「トランプさんから、無理難題を押し付けられるんじゃないか……」
そんな不安を抱えて見守った今回の日米首脳会談。終わってみれば、事前の予想とは少し違う、不思議な「納得感」のある結果になりました。
なぜ、強硬な軍艦派遣の話にならなかったのか?その裏側を少し覗いてみましょう。
1. 「軍艦出せ!」という怒鳴り声はなかった
会談前は、ホルムズ海峡への自衛隊派遣について「強烈な要求」があるのではと噂されていました。しかし、蓋を開けてみればトランプ大統領の態度は意外なほどマイルド。
もちろん「協力してほしい」というリクエストはありましたが、日本側が**「今の日本の法律(憲法)でできること、できないこと」**を丁寧に、詳細に説明したところ、トランプ氏は「日本は責任を果たそうとしている」と、一定の理解を示したのです。
2. 「NATOとは違う」という最大級の褒め言葉(?)
面白いのは、トランプ氏が記者団に対し「日本はNATOとは違う」と述べたことです。
これは、「金だけ出して何もしない国」という批判ではなく、**「自国のルールの中で精一杯やろうとしている誠実なパートナー」**として認めてもらえた、とも取れます。あのトランプさんに「憲法の壁」を理解させたというのは、外交的にはかなりのファインプレーと言えるかもしれません。
3. 「戦う船」より「エネルギーとミサイル」
軍艦を出す代わりに、日本は別の大きなプレゼントを用意しました。
11兆円規模のエネルギー投資: 米国産のエネルギー生産に日米で協力する。
ミサイルの共同生産: 現場で足りない「弾薬」を日本が支える。
トランプ氏にとって、目に見える「ビジネス(経済メリット)」と「実利(防衛協力)」を提示されたことは、下手に軍艦を1隻増やすよりも魅力的に映ったのかもしれません。
結びに:これは「ある意味、成功」だったのでは?
「平和憲法があるから行けません」と突っぱねるのではなく、「憲法を守りつつ、これだけのことができます!」と攻めの説明をした。

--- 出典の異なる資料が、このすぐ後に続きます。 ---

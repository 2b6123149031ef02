//! Input discovery and output directory tests.

use std::fs;

use gpsframes::{ExtractorError, paths};

#[test]
fn directory_yields_sorted_videos_only() {
    let directory = tempfile::tempdir().expect("Failed to create temp dir");
    for name in ["GH020042.MP4", "GH010042.MP4", "GH010042.THM", "notes.txt", "clip.mp4"] {
        fs::write(directory.path().join(name), b"").expect("Failed to write file");
    }
    fs::create_dir(directory.path().join("nested.mp4")).expect("Failed to create dir");

    let inputs = paths::collect_inputs(directory.path()).expect("videos found");
    let names: Vec<String> = inputs
        .iter()
        .filter_map(|path| path.file_name())
        .map(|name| name.to_string_lossy().into_owned())
        .collect();
    assert_eq!(names, vec!["GH010042.MP4", "GH020042.MP4", "clip.mp4"]);
}

#[test]
fn single_file_is_used_as_is() {
    let directory = tempfile::tempdir().expect("Failed to create temp dir");
    let file = directory.path().join("recording.mov");
    fs::write(&file, b"").expect("Failed to write file");

    assert_eq!(paths::collect_inputs(&file).expect("file accepted"), vec![file]);
}

#[test]
fn missing_input_is_reported() {
    let result = paths::collect_inputs("this_directory_does_not_exist");
    assert!(matches!(result, Err(ExtractorError::InputMissing { .. })));
}

#[test]
fn directory_without_videos_is_invalid() {
    let directory = tempfile::tempdir().expect("Failed to create temp dir");
    fs::write(directory.path().join("readme.txt"), b"").expect("Failed to write file");

    let result = paths::collect_inputs(directory.path());
    assert!(matches!(result, Err(ExtractorError::InvalidStructure(_))));
}

#[test]
fn output_directory_is_recreated_empty() {
    let directory = tempfile::tempdir().expect("Failed to create temp dir");
    let output = directory.path().join("frames");
    fs::create_dir(&output).expect("Failed to create dir");
    fs::write(output.join("000000.jpg"), b"stale").expect("Failed to write file");

    paths::prepare_output_dir(&output).expect("output prepared");

    assert!(output.is_dir());
    assert_eq!(fs::read_dir(&output).expect("readable").count(), 0);
}

#[test]
fn output_directory_is_created_with_parents() {
    let directory = tempfile::tempdir().expect("Failed to create temp dir");
    let output = directory.path().join("a").join("b");
    paths::prepare_output_dir(&output).expect("output prepared");
    assert!(output.is_dir());
}

#[test]
fn output_under_a_file_cannot_be_created() {
    let directory = tempfile::tempdir().expect("Failed to create temp dir");
    let blocker = directory.path().join("blocker");
    fs::write(&blocker, b"").expect("Failed to write file");

    let result = paths::prepare_output_dir(blocker.join("frames"));
    assert!(matches!(
        result,
        Err(ExtractorError::CannotCreateOutput { .. })
    ));
}
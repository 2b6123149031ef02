//! Telemetry extraction.
//!
//! A [`TelemetrySource`] is an owned handle over one file's telemetry track:
//! its duration and its payloads with their time ranges.
//! [`Mp4TelemetrySource`] reads the GoPro `gpmd` track through FFmpeg.
//! [`extract`] walks every payload of a source and collects the GPS channel
//! into a [`TelemetrySeries`].
//!
//! # Example
//!
//! ```no_run
//! use gpsframes::telemetry::{self, Mp4TelemetrySource};
//!
//! let mut source = Mp4TelemetrySource::open("GH010042.MP4")?;
//! let series = telemetry::extract(&mut source)?;
//! println!("{} GPS samples", series.len());
//! # Ok::<(), gpsframes::ExtractorError>(())
//! ```

use std::{
    fmt::{Debug, Formatter, Result as FmtResult},
    path::{Path, PathBuf},
};

use ffmpeg_next::{Error as FfmpegError, Packet, Rational, format::context::Input, media::Type};
use ffmpeg_sys_next::AVCodecParameters;

use crate::{
    conversion,
    error::ExtractorError,
    gpmf::{self, FourCc},
};

/// Number of components in a GPS reading: latitude (deg), longitude (deg),
/// altitude (m), 2D ground speed (m/s), 3D speed (m/s).
pub const GPS_COMPONENTS: usize = 5;

/// One GPS reading.
pub type GpsVector = [f64; GPS_COMPONENTS];

/// The channel carrying [`GpsVector`] samples.
pub const GPS_CHANNEL: FourCc = FourCc::GPS5;

/// Access to one file's telemetry payloads.
///
/// Implementations own whatever decoder state they need; dropping the value
/// releases it.
pub trait TelemetrySource {
    /// Total duration covered by the telemetry, in seconds. Zero or negative
    /// means the file carries no telemetry.
    fn duration(&self) -> f64;

    /// Number of payloads.
    fn payload_count(&self) -> usize;

    /// Raw bytes of payload `index`, `None` if it cannot be read.
    fn payload(&mut self, index: usize) -> Option<&[u8]>;

    /// The `[start, end)` interval payload `index` covers, in seconds.
    ///
    /// # Errors
    ///
    /// Returns [`ExtractorError::NoPayload`] when the index is out of range
    /// or the interval is empty or reversed.
    fn payload_time_range(&self, index: usize) -> Result<(f64, f64), ExtractorError>;
}

/// One decoded telemetry sample.
#[derive(Debug, Clone, Copy, PartialEq)]
pub struct TelemetrySample {
    /// Seconds from the start of the file.
    pub timestamp: f64,
    /// The GPS reading.
    pub values: GpsVector,
}

/// Telemetry samples ordered by timestamp, with unique timestamps.
///
/// Inserting at an existing timestamp overwrites the earlier values.
#[derive(Debug, Clone, Default, PartialEq)]
pub struct TelemetrySeries {
    samples: Vec<TelemetrySample>,
}

impl TelemetrySeries {
    /// An empty series.
    pub fn new() -> Self {
        Self::default()
    }

    /// Insert a sample, keeping the series sorted.
    ///
    /// Samples normally arrive in order, so this is an append.
    pub fn insert(&mut self, timestamp: f64, values: GpsVector) {
        let sample = TelemetrySample { timestamp, values };
        match self.samples.last() {
            Some(last) if last.timestamp < timestamp => self.samples.push(sample),
            None => self.samples.push(sample),
            Some(_) => {
                match self
                    .samples
                    .binary_search_by(|existing| existing.timestamp.total_cmp(&timestamp))
                {
                    Ok(position) => self.samples[position] = sample,
                    Err(position) => self.samples.insert(position, sample),
                }
            }
        }
    }

    /// Number of samples.
    pub fn len(&self) -> usize {
        self.samples.len()
    }

    /// `true` when the series holds no samples.
    pub fn is_empty(&self) -> bool {
        self.samples.is_empty()
    }

    /// Samples in ascending timestamp order.
    pub fn samples(&self) -> &[TelemetrySample] {
        &self.samples
    }

    /// Values stored at exactly `timestamp`.
    pub fn get(&self, timestamp: f64) -> Option<&GpsVector> {
        self.samples
            .binary_search_by(|existing| existing.timestamp.total_cmp(&timestamp))
            .ok()
            .map(|position| &self.samples[position].values)
    }

    /// Earliest and latest timestamps.
    pub fn time_span(&self) -> Option<(f64, f64)> {
        Some((self.samples.first()?.timestamp, self.samples.last()?.timestamp))
    }
}

impl FromIterator<(f64, GpsVector)> for TelemetrySeries {
    fn from_iter<I: IntoIterator<Item = (f64, GpsVector)>>(iter: I) -> Self {
        let mut series = TelemetrySeries::new();
        for (timestamp, values) in iter {
            series.insert(timestamp, values);
        }
        series
    }
}

/// Build the GPS series of one file.
///
/// Payloads are visited in order. A payload without a GPS channel adds
/// nothing. A GPS channel whose data cannot be decoded is skipped. In debug
/// logging every stream of every payload is described.
///
/// # Errors
///
/// Returns [`ExtractorError::NoPayload`] if the source has no telemetry, a
/// payload cannot be read, its time range is unusable, or its bytes are not
/// valid GPMF.
pub fn extract<S: TelemetrySource + ?Sized>(
    source: &mut S,
) -> Result<TelemetrySeries, ExtractorError> {
    extract_with(source, |_, _| {})
}

/// [`extract`] with a callback invoked after each payload with its index and
/// end time.
pub(crate) fn extract_with<S, F>(
    source: &mut S,
    mut on_payload: F,
) -> Result<TelemetrySeries, ExtractorError>
where
    S: TelemetrySource + ?Sized,
    F: FnMut(usize, f64),
{
    let duration = source.duration();
    if !(duration > 0.0) {
        return Err(ExtractorError::NoPayload(
            "telemetry track is empty".to_string(),
        ));
    }

    let payload_count = source.payload_count();
    log::info!("Found {duration:.3}s of telemetry in {payload_count} payloads");

    let mut series = TelemetrySeries::new();
    for index in 0..payload_count {
        let (start, end) = source.payload_time_range(index)?;
        if !(end > start) {
            return Err(ExtractorError::NoPayload(format!(
                "payload {index} has an empty time range ({start:.3}s to {end:.3}s)"
            )));
        }
        log::debug!("Payload {index} covers {start:.3}s to {end:.3}s");

        let buffer = source.payload(index).ok_or_else(|| {
            ExtractorError::NoPayload(format!("payload {index} could not be read"))
        })?;
        let entries = gpmf::parse(buffer)
            .map_err(|error| ExtractorError::NoPayload(format!("payload {index}: {error}")))?;

        if log::log_enabled!(log::Level::Debug) {
            for stream in gpmf::describe_streams(&entries) {
                log::debug!(
                    "  STRM {} ({}) of type {} with {} sample{} -- {} element{} per sample",
                    stream.key,
                    stream.name.as_deref().unwrap_or("unnamed"),
                    stream.type_label,
                    stream.samples,
                    if stream.samples == 1 { "" } else { "s" },
                    stream.elements,
                    if stream.elements == 1 { "" } else { "s" },
                );
            }
        }

        if let Some(channel) = gpmf::find_channel(&entries, GPS_CHANNEL) {
            match read_gps_samples(&channel, start, end) {
                Ok(samples) => {
                    let units = channel.units();
                    for (timestamp, values) in samples {
                        log::trace!("{timestamp:.3}s: {}", format_reading(&values, &units));
                        series.insert(timestamp, values);
                    }
                }
                Err(error) => {
                    log::debug!("Skipping {GPS_CHANNEL} in payload {index}: {error}");
                }
            }
        } else {
            log::debug!("Payload {index} has no {GPS_CHANNEL} channel");
        }

        on_payload(index, end);
    }

    log::info!("Collected {} GPS samples", series.len());
    Ok(series)
}

/// Timestamped readings of one payload's GPS channel.
///
/// Sample `i` is placed at `start + i / rate` with
/// `rate = samples / (end - start)`.
fn read_gps_samples(
    channel: &gpmf::Channel<'_, '_>,
    start: f64,
    end: f64,
) -> Result<Vec<(f64, GpsVector)>, gpmf::GpmfError> {
    let samples = channel.sample_count();
    let elements = channel.elements();
    if samples == 0 {
        return Ok(Vec::new());
    }
    if elements < GPS_COMPONENTS {
        return Err(gpmf::GpmfError::Unscalable {
            key: channel.key(),
            reason: format!("{elements} elements per sample, expected {GPS_COMPONENTS}"),
        });
    }

    let values = channel.scaled_samples()?;
    let rate = samples as f64 / (end - start);

    Ok(values
        .chunks_exact(elements)
        .enumerate()
        .map(|(i, sample)| {
            let mut reading = [0.0; GPS_COMPONENTS];
            reading.copy_from_slice(&sample[..GPS_COMPONENTS]);
            (start + i as f64 / rate, reading)
        })
        .collect())
}

fn format_reading(values: &GpsVector, units: &[String]) -> String {
    values
        .iter()
        .enumerate()
        .map(|(j, value)| {
            let unit = if units.is_empty() {
                ""
            } else {
                units[j % units.len()].as_str()
            };
            format!("{value:.6}{unit}")
        })
        .collect::<Vec<_>>()
        .join(", ")
}

/// A payload read from the telemetry track.
struct Payload {
    data: Vec<u8>,
    start: f64,
    end: f64,
}

/// The GoPro telemetry track of an MP4 file, read through FFmpeg.
///
/// All payloads are demuxed when the source is opened; the demuxer is closed
/// before `open` returns.
pub struct Mp4TelemetrySource {
    path: PathBuf,
    payloads: Vec<Payload>,
    duration: f64,
}

impl Debug for Mp4TelemetrySource {
    fn fmt(&self, f: &mut Formatter<'_>) -> FmtResult {
        f.debug_struct("Mp4TelemetrySource")
            .field("path", &self.path)
            .field("payloads", &self.payloads.len())
            .field("duration", &self.duration)
            .finish()
    }
}

/// `gpmd`, the codec tag of GoPro telemetry tracks, as stored by FFmpeg.
const GPMD_CODEC_TAG: u32 = u32::from_le_bytes(*b"gpmd");

impl Mp4TelemetrySource {
    /// Open `path` and demux its telemetry track.
    ///
    /// A file with no telemetry track opens successfully and reports a zero
    /// duration, which [`extract`] turns into [`ExtractorError::NoPayload`].
    ///
    /// # Errors
    ///
    /// Returns [`ExtractorError::NoPayload`] if the container cannot be
    /// opened.
    pub fn open<P: AsRef<Path>>(path: P) -> Result<Self, ExtractorError> {
        let path = path.as_ref().to_path_buf();
        log::debug!("Opening telemetry track of {}", path.display());

        ffmpeg_next::init()?;
        let mut input = ffmpeg_next::format::input(&path).map_err(|error| {
            ExtractorError::NoPayload(format!("cannot open {}: {error}", path.display()))
        })?;

        let Some((stream_index, time_base)) = find_telemetry_stream(&input) else {
            log::warn!("{} has no telemetry track", path.display());
            return Ok(Self {
                path,
                payloads: Vec::new(),
                duration: 0.0,
            });
        };

        let payloads = read_payloads(&mut input, stream_index, time_base)?;
        let duration = payloads.last().map(|payload| payload.end).unwrap_or(0.0);

        log::debug!(
            "Telemetry stream {stream_index}: {} payloads, {duration:.3}s",
            payloads.len()
        );

        Ok(Self {
            path,
            payloads,
            duration,
        })
    }

    /// The file this source was opened from.
    pub fn path(&self) -> &Path {
        &self.path
    }
}

fn find_telemetry_stream(input: &Input) -> Option<(usize, Rational)> {
    input
        .streams()
        .find(|stream| {
            let parameters = stream.parameters();
            if parameters.medium() != Type::Data {
                return false;
            }
            let codec_tag = unsafe {
                let raw: *const AVCodecParameters = parameters.as_ptr();
                (*raw).codec_tag
            };
            codec_tag == GPMD_CODEC_TAG
                || stream
                    .metadata()
                    .get("handler_name")
                    .is_some_and(|name| name.contains("GoPro MET"))
        })
        .map(|stream| (stream.index(), stream.time_base()))
}

fn read_payloads(
    input: &mut Input,
    stream_index: usize,
    time_base: Rational,
) -> Result<Vec<Payload>, ExtractorError> {
    let mut payloads = Vec::new();
    loop {
        let mut packet = Packet::empty();
        match packet.read(input) {
            Ok(()) => {
                if packet.stream() != stream_index {
                    continue;
                }
                let Some(pts) = packet.pts().or(packet.dts()) else {
                    return Err(ExtractorError::NoPayload(format!(
                        "payload {} has no timestamp",
                        payloads.len()
                    )));
                };
                let start = conversion::pts_to_seconds(pts, time_base);
                let end = conversion::pts_to_seconds(pts + packet.duration(), time_base);
                payloads.push(Payload {
                    data: packet.data().map(<[u8]>::to_vec).unwrap_or_default(),
                    start,
                    end,
                });
            }
            Err(FfmpegError::Eof) => break,
            Err(error) => return Err(ExtractorError::from(error)),
        }
    }
    Ok(payloads)
}

impl TelemetrySource for Mp4TelemetrySource {
    fn duration(&self) -> f64 {
        self.duration
    }

    fn payload_count(&self) -> usize {
        self.payloads.len()
    }

    fn payload(&mut self, index: usize) -> Option<&[u8]> {
        self.payloads
            .get(index)
            .map(|payload| payload.data.as_slice())
            .filter(|data| !data.is_empty())
    }

    fn payload_time_range(&self, index: usize) -> Result<(f64, f64), ExtractorError> {
        let payload = self
            .payloads
            .get(index)
            .ok_or_else(|| ExtractorError::NoPayload(format!("payload {index} does not exist")))?;
        if !(payload.end > payload.start) {
            return Err(ExtractorError::NoPayload(format!(
                "payload {index} has an empty time range ({:.3}s to {:.3}s)",
                payload.start, payload.end
            )));
        }
        Ok((payload.start, payload.end))
    }
}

その結果、トランプ氏との間に「ドナルド」「サナエ(高市首相)」と呼び合うような信頼関係(バディ感)が生まれ、おまけに拉致問題への全面支持まで取り付けました。
軍艦という「血」を流す議論を避けつつ、エネルギーと技術という「知恵」で同盟を強化した。
この着地点、ある意味で「外交の大成功」だったと言えるのではないでしょうか。
(あとがき)
国際ニュースは難しくなりがちですが、結局は「ルールをどう説明し、相手をどう納得させるか」という、仕事や日常にも通じる話なのかもしれませんね。